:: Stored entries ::
------

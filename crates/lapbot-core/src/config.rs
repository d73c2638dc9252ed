//! Configuration types for lapbot components.
//!
//! Values come from three layers, last one wins:
//! defaults → `lapbot.toml` → environment / CLI flags.

use serde::{Deserialize, Serialize};
use std::fmt;
use std::path::{Path, PathBuf};
use std::str::FromStr;
use std::time::Duration;

use crate::circuit_breaker::CircuitBreakerConfig;
use crate::error::AppError;

// =============================================================================
// LLM Provider Configuration
// =============================================================================

/// LLM backend used by the enrichment tasks.
#[derive(Debug, Clone, Copy, PartialEq, Eq, Default, Serialize, Deserialize)]
#[serde(rename_all = "lowercase")]
pub enum LlmProviderType {
    /// Google Gemini `generateContent`.
    #[default]
    Gemini,
    /// Together AI chat completions (Llama 3.3).
    #[serde(alias = "llama")]
    Together,
}

impl LlmProviderType {
    /// Suffix appended to output file stems (`filled.csv` → `filled_gemini.csv`).
    pub fn output_suffix(&self) -> &'static str {
        match self {
            Self::Gemini => "gemini",
            Self::Together => "llama",
        }
    }
}

impl fmt::Display for LlmProviderType {
    fn fmt(&self, f: &mut fmt::Formatter<'_>) -> fmt::Result {
        match self {
            Self::Gemini => write!(f, "gemini"),
            Self::Together => write!(f, "together"),
        }
    }
}

impl FromStr for LlmProviderType {
    type Err = AppError;

    fn from_str(s: &str) -> Result<Self, Self::Err> {
        match s.trim().to_lowercase().as_str() {
            "gemini" => Ok(Self::Gemini),
            "llama" | "together" => Ok(Self::Together),
            _ => Err(AppError::ConfigError(format!(
                "Unknown LLM provider: '{}'. Valid options: gemini, llama",
                s
            ))),
        }
    }
}

/// Default Gemini model for enrichment calls.
pub const DEFAULT_GEMINI_MODEL: &str = "gemini-2.5-flash";

/// Default Together model.
pub const DEFAULT_TOGETHER_MODEL: &str = "meta-llama/Llama-3.3-70B-Instruct-Turbo-Free";

// =============================================================================
// HTTP / Retry / Enrichment
// =============================================================================

/// HTTP client configuration for external API calls.
#[derive(Debug, Clone)]
pub struct HttpConfig {
    pub timeout: Duration,
    pub max_retries: u32,
    pub retry_base_delay: Duration,
}

impl Default for HttpConfig {
    fn default() -> Self {
        Self {
            timeout: Duration::from_secs(30),
            max_retries: 3,
            retry_base_delay: Duration::from_millis(500),
        }
    }
}

/// Retry schedule for a single LLM call.
#[derive(Debug, Clone, PartialEq, Eq)]
pub struct RetryPolicy {
    /// Total attempts per item, including the first one.
    pub max_attempts: u32,
    pub base_delay: Duration,
}

impl Default for RetryPolicy {
    fn default() -> Self {
        Self {
            max_attempts: 3,
            base_delay: Duration::from_secs(2),
        }
    }
}

impl RetryPolicy {
    /// Delay before the attempt following `attempt` (0-based).
    ///
    /// Linear backoff: `base * (attempt + 1)`, with one extra step for
    /// rate limits.
    ///
    /// ```
    /// use std::time::Duration;
    /// use lapbot_core::RetryPolicy;
    ///
    /// let policy = RetryPolicy::default();
    /// assert_eq!(policy.delay_for(0, false), Duration::from_secs(2));
    /// assert_eq!(policy.delay_for(0, true), Duration::from_secs(4));
    /// assert_eq!(policy.delay_for(1, true), Duration::from_secs(6));
    /// ```
    pub fn delay_for(&self, attempt: u32, rate_limited: bool) -> Duration {
        let steps = if rate_limited { attempt + 2 } else { attempt + 1 };
        self.base_delay * steps
    }
}

/// Settings for [`crate::pipeline::EnrichPipeline`].
#[derive(Debug, Clone)]
pub struct EnrichConfig {
    /// Items in flight at the same time.
    pub concurrency: usize,
    /// Upper bound on call starts per minute across all workers.
    pub requests_per_minute: u32,
    /// Results buffered before they are appended to the output file.
    pub checkpoint_batch_size: usize,
    pub retry: RetryPolicy,
    pub circuit_breaker: CircuitBreakerConfig,
}

impl Default for EnrichConfig {
    fn default() -> Self {
        Self {
            concurrency: 2,
            requests_per_minute: 15,
            checkpoint_batch_size: 20,
            retry: RetryPolicy::default(),
            circuit_breaker: CircuitBreakerConfig::default(),
        }
    }
}

impl EnrichConfig {
    /// Defaults overridden by `LLM_CONCURRENCY`, `LLM_REQUESTS_PER_MINUTE`
    /// and the `CB_*` circuit breaker variables.
    pub fn from_env() -> Self {
        let mut config = Self {
            circuit_breaker: CircuitBreakerConfig::from_env(),
            ..Self::default()
        };
        if let Some(n) = std::env::var("LLM_CONCURRENCY")
            .ok()
            .and_then(|v| v.parse().ok())
        {
            config = config.with_concurrency(n);
        }
        if let Some(rpm) = std::env::var("LLM_REQUESTS_PER_MINUTE")
            .ok()
            .and_then(|v| v.parse().ok())
        {
            config = config.with_requests_per_minute(rpm);
        }
        config
    }

    pub fn with_concurrency(mut self, concurrency: usize) -> Self {
        self.concurrency = concurrency.max(1);
        self
    }

    /// `0` disables spacing between calls.
    pub fn with_requests_per_minute(mut self, rpm: u32) -> Self {
        self.requests_per_minute = rpm;
        self
    }

    pub fn with_checkpoint_batch_size(mut self, size: usize) -> Self {
        self.checkpoint_batch_size = size.max(1);
        self
    }

    pub fn with_retry(mut self, retry: RetryPolicy) -> Self {
        self.retry = retry;
        self
    }

    pub fn with_circuit_breaker(mut self, config: CircuitBreakerConfig) -> Self {
        self.circuit_breaker = config;
        self
    }

    /// Minimum gap between two call starts.
    pub fn call_spacing(&self) -> Duration {
        if self.requests_per_minute == 0 {
            Duration::ZERO
        } else {
            Duration::from_secs(60) / self.requests_per_minute
        }
    }
}

// =============================================================================
// Crawling
// =============================================================================

/// Product page prefixes accepted by the variant crawler.
pub const DEFAULT_VALID_URL_PREFIXES: &[&str] = &["https://cellphones.com.vn/"];

/// Settings for [`crate::crawl::CrawlService`].
#[derive(Debug, Clone)]
pub struct CrawlConfig {
    /// Pages fetched in parallel by the variant crawler.
    pub concurrency: usize,
    /// Pause after each product page fetch.
    pub page_delay: Duration,
    /// Pause between comment pages.
    pub comment_page_delay: Duration,
    /// Retries of the same comment page after a timeout.
    pub max_page_retries: u32,
    /// Product ids per details query.
    pub detail_batch_size: usize,
    /// Rows buffered before an append.
    pub write_batch_size: usize,
    pub valid_url_prefixes: Vec<String>,
}

impl Default for CrawlConfig {
    fn default() -> Self {
        Self {
            concurrency: 2,
            page_delay: Duration::from_secs(2),
            comment_page_delay: Duration::from_millis(500),
            max_page_retries: 3,
            detail_batch_size: 50,
            write_batch_size: 20,
            valid_url_prefixes: DEFAULT_VALID_URL_PREFIXES
                .iter()
                .map(|s| s.to_string())
                .collect(),
        }
    }
}

impl CrawlConfig {
    pub fn with_concurrency(mut self, concurrency: usize) -> Self {
        self.concurrency = concurrency.max(1);
        self
    }

    pub fn with_page_delay(mut self, delay: Duration) -> Self {
        self.page_delay = delay;
        self
    }

    pub fn with_comment_page_delay(mut self, delay: Duration) -> Self {
        self.comment_page_delay = delay;
        self
    }
}

// =============================================================================
// Config file (lapbot.toml)
// =============================================================================

/// Contents of `lapbot.toml`. Every table and key is optional.
#[derive(Debug, Clone, Default, Deserialize, Serialize)]
pub struct FileConfig {
    #[serde(default)]
    pub llm: LlmSection,
    #[serde(default)]
    pub enrich: EnrichSection,
    #[serde(default)]
    pub crawl: CrawlSection,
}

#[derive(Debug, Clone, Default, Deserialize, Serialize)]
pub struct LlmSection {
    pub provider: Option<LlmProviderType>,
    pub gemini_model: Option<String>,
    pub together_model: Option<String>,
}

#[derive(Debug, Clone, Default, Deserialize, Serialize)]
pub struct EnrichSection {
    pub concurrency: Option<usize>,
    pub requests_per_minute: Option<u32>,
    pub checkpoint_batch_size: Option<usize>,
    pub max_attempts: Option<u32>,
    pub retry_base_delay_ms: Option<u64>,
}

impl EnrichSection {
    /// Overlays the values present in the file onto `config`.
    pub fn apply(&self, mut config: EnrichConfig) -> EnrichConfig {
        if let Some(n) = self.concurrency {
            config = config.with_concurrency(n);
        }
        if let Some(rpm) = self.requests_per_minute {
            config = config.with_requests_per_minute(rpm);
        }
        if let Some(size) = self.checkpoint_batch_size {
            config = config.with_checkpoint_batch_size(size);
        }
        if let Some(attempts) = self.max_attempts {
            config.retry.max_attempts = attempts.max(1);
        }
        if let Some(ms) = self.retry_base_delay_ms {
            config.retry.base_delay = Duration::from_millis(ms);
        }
        config
    }
}

#[derive(Debug, Clone, Deserialize, Serialize)]
pub struct CrawlSection {
    #[serde(default = "default_valid_url_prefixes")]
    pub valid_url_prefixes: Vec<String>,
    /// Listing pages scanned by `crawl urls`.
    #[serde(default)]
    pub listing_urls: Vec<String>,
    /// Listing read by `crawl tgdd`.
    pub tgdd_listing_url: Option<String>,
    #[serde(default = "default_page_delay_ms")]
    pub page_delay_ms: u64,
    #[serde(default = "default_crawl_concurrency")]
    pub concurrency: usize,
}

fn default_valid_url_prefixes() -> Vec<String> {
    DEFAULT_VALID_URL_PREFIXES
        .iter()
        .map(|s| s.to_string())
        .collect()
}

fn default_page_delay_ms() -> u64 {
    2000
}

fn default_crawl_concurrency() -> usize {
    2
}

impl Default for CrawlSection {
    fn default() -> Self {
        Self {
            valid_url_prefixes: default_valid_url_prefixes(),
            listing_urls: Vec::new(),
            tgdd_listing_url: None,
            page_delay_ms: default_page_delay_ms(),
            concurrency: default_crawl_concurrency(),
        }
    }
}

impl CrawlSection {
    pub fn to_crawl_config(&self) -> CrawlConfig {
        CrawlConfig {
            valid_url_prefixes: self.valid_url_prefixes.clone(),
            ..CrawlConfig::default()
        }
        .with_concurrency(self.concurrency)
        .with_page_delay(Duration::from_millis(self.page_delay_ms))
    }
}

pub const CONFIG_FILE_NAME: &str = "lapbot.toml";

/// `~/.config/lapbot` on Linux, the platform equivalent elsewhere.
pub fn default_config_dir() -> Option<PathBuf> {
    dirs::config_dir().map(|p| p.join("lapbot"))
}

pub fn default_config_path() -> Option<PathBuf> {
    default_config_dir().map(|p| p.join(CONFIG_FILE_NAME))
}

const DEFAULT_CONFIG_TEMPLATE: &str = r#"# lapbot configuration
# Command-line flags and environment variables take precedence.

[llm]
# provider = "gemini"      # or "llama"
# gemini_model = "gemini-2.5-flash"

[enrich]
concurrency = 2
requests_per_minute = 15
checkpoint_batch_size = 20
# max_attempts = 3
# retry_base_delay_ms = 2000

[crawl]
valid_url_prefixes = ["https://cellphones.com.vn/"]
listing_urls = ["https://cellphones.com.vn/laptop.html"]
# tgdd_listing_url = "https://www.thegioididong.com/laptop?c=44&o=13"
page_delay_ms = 2000
concurrency = 2
"#;

/// Loads `lapbot.toml`.
///
/// With no explicit path the default location is used and a commented
/// template is created there on first use; a missing default file is not
/// an error. An explicit path that does not exist is.
pub fn load_config(path: Option<PathBuf>) -> Result<Option<FileConfig>, AppError> {
    let using_default_path = path.is_none();
    let config_path = match path.or_else(default_config_path) {
        Some(p) => p,
        None => return Ok(None),
    };

    if !config_path.exists() {
        if !using_default_path {
            return Err(AppError::ConfigError(format!(
                "Config file not found: {}",
                config_path.display()
            )));
        }
        if let Err(e) = create_default_config(&config_path) {
            tracing::warn!(error = %e, "Could not create default config template");
            return Ok(None);
        }
    }

    let content = std::fs::read_to_string(&config_path).map_err(|e| {
        AppError::ConfigError(format!(
            "Failed to read config file '{}': {}",
            config_path.display(),
            e
        ))
    })?;

    let config: FileConfig = toml::from_str(&content).map_err(|e| {
        AppError::ConfigError(format!(
            "Invalid TOML in '{}': {}",
            config_path.display(),
            e
        ))
    })?;

    Ok(Some(config))
}

fn create_default_config(path: &Path) -> std::io::Result<()> {
    if let Some(parent) = path.parent() {
        std::fs::create_dir_all(parent)?;
    }
    std::fs::write(path, DEFAULT_CONFIG_TEMPLATE)?;
    tracing::info!(path = %path.display(), "Created default config template");
    Ok(())
}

------

:: Work instructions ::
Check each line of the entries above, and show every one holding the word "buffered".

:: Task response ::
    /// Results buffered before they are appended to the output file.
    /// Rows buffered before an append.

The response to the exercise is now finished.